What is being asked: Scan the entries for the word "drops" and return every line that has it.

Input records:
──────────────────────────────

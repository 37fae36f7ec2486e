use std::sync::Arc;
use std::thread;

use crossbeam_channel::{Receiver, Sender};

use framesight_core::annotate::infrastructure::box_annotator::BoxAnnotator;
use framesight_core::detection::infrastructure::onnx_detector::OnnxDetector;
use framesight_core::pipeline::cancel::CancelToken;
use framesight_core::pipeline::capture_session::{CaptureSession, FrameSink, SessionReport};
use framesight_core::shared::frame::CHANNELS;
use framesight_core::shared::source::Source;
use framesight_core::video::domain::frame_source::FrameSource;
use framesight_core::video::infrastructure::camera_source::CameraSource;
use framesight_core::video::infrastructure::ffmpeg_source::FfmpegSource;

use super::model_cache::ModelCache;

/// Messages sent from the worker thread to the UI.
#[derive(Debug, Clone)]
pub enum CaptureEvent {
    DownloadProgress(u64, u64),
    Finished(SessionReport),
    Error(String),
    Cancelled,
}

/// One annotated frame ready for display, already converted to RGBA.
#[derive(Debug, Clone)]
pub struct ViewportFrame {
    pub width: u32,
    pub height: u32,
    pub rgba: Vec<u8>,
}

/// Parameters for a capture run.
pub struct CaptureParams {
    pub source: Source,
    pub confidence: u32,
    pub draw_labels: bool,
    pub model_cache: Arc<ModelCache>,
}

/// Spawn a background capture worker. Returns the event receiver, the frame
/// receiver and the cancellation token.
///
/// The frame channel holds a single slot: the worker drops frames the UI has
/// not consumed yet, so a slow redraw never stalls capture.
pub fn spawn(
    params: CaptureParams,
) -> (Receiver<CaptureEvent>, Receiver<ViewportFrame>, CancelToken) {
    let (event_tx, event_rx) = crossbeam_channel::unbounded::<CaptureEvent>();
    let (frame_tx, frame_rx) = crossbeam_channel::bounded::<ViewportFrame>(1);
    let cancel = CancelToken::new();
    let cancel_clone = cancel.clone();

    thread::spawn(move || {
        if let Err(e) = run_capture(&event_tx, &frame_tx, &cancel_clone, params) {
            if cancel_clone.is_cancelled() {
                let _ = event_tx.send(CaptureEvent::Cancelled);
            } else {
                let _ = event_tx.send(CaptureEvent::Error(e.to_string()));
            }
        }
    });

    (event_rx, frame_rx, cancel)
}

fn run_capture(
    event_tx: &Sender<CaptureEvent>,
    frame_tx: &Sender<ViewportFrame>,
    cancel: &CancelToken,
    params: CaptureParams,
) -> Result<(), Box<dyn std::error::Error>> {
    let confidence = params.confidence as f64 / 100.0;

    // Wait for the model (pre-loaded at startup or download in progress)
    let tx_dl = event_tx.clone();
    let model_path = params
        .model_cache
        .wait_for_model(
            &|dl, total| {
                let _ = tx_dl.send(CaptureEvent::DownloadProgress(dl, total));
            },
            cancel,
        )
        .map_err(|e| -> Box<dyn std::error::Error> { e.into() })?;

    if cancel.is_cancelled() {
        return Err("Cancelled".into());
    }

    let detector = Box::new(OnnxDetector::new(&model_path, confidence)?);
    let annotator = Box::new(BoxAnnotator::new(params.draw_labels));
    let frame_source: Box<dyn FrameSource> = if params.source.is_device() {
        Box::new(CameraSource::new())
    } else {
        Box::new(FfmpegSource::new())
    };

    let frame_tx_sink = frame_tx.clone();
    let cancel_sink = cancel.clone();
    let sink: FrameSink = Box::new(move |frame, _detections| {
        // try_send drops the frame when the UI still holds the previous one
        let _ = frame_tx_sink.try_send(ViewportFrame {
            width: frame.width(),
            height: frame.height(),
            rgba: rgb_to_rgba(frame.data()),
        });
        !cancel_sink.is_cancelled()
    });

    let mut session = CaptureSession::new(frame_source, detector, annotator, sink);
    let report = session.run(&params.source, cancel)?;

    let _ = event_tx.send(CaptureEvent::Finished(report));
    Ok(())
}

fn rgb_to_rgba(rgb: &[u8]) -> Vec<u8> {
    let mut rgba = Vec::with_capacity(rgb.len() / CHANNELS * 4);
    for pixel in rgb.chunks_exact(CHANNELS) {
        rgba.extend_from_slice(pixel);
        rgba.push(255);
    }
    rgba
}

──────────────────────────────

Task answer:
/// The frame channel holds a single slot: the worker drops frames the UI has
        // try_send drops the frame when the UI still holds the previous one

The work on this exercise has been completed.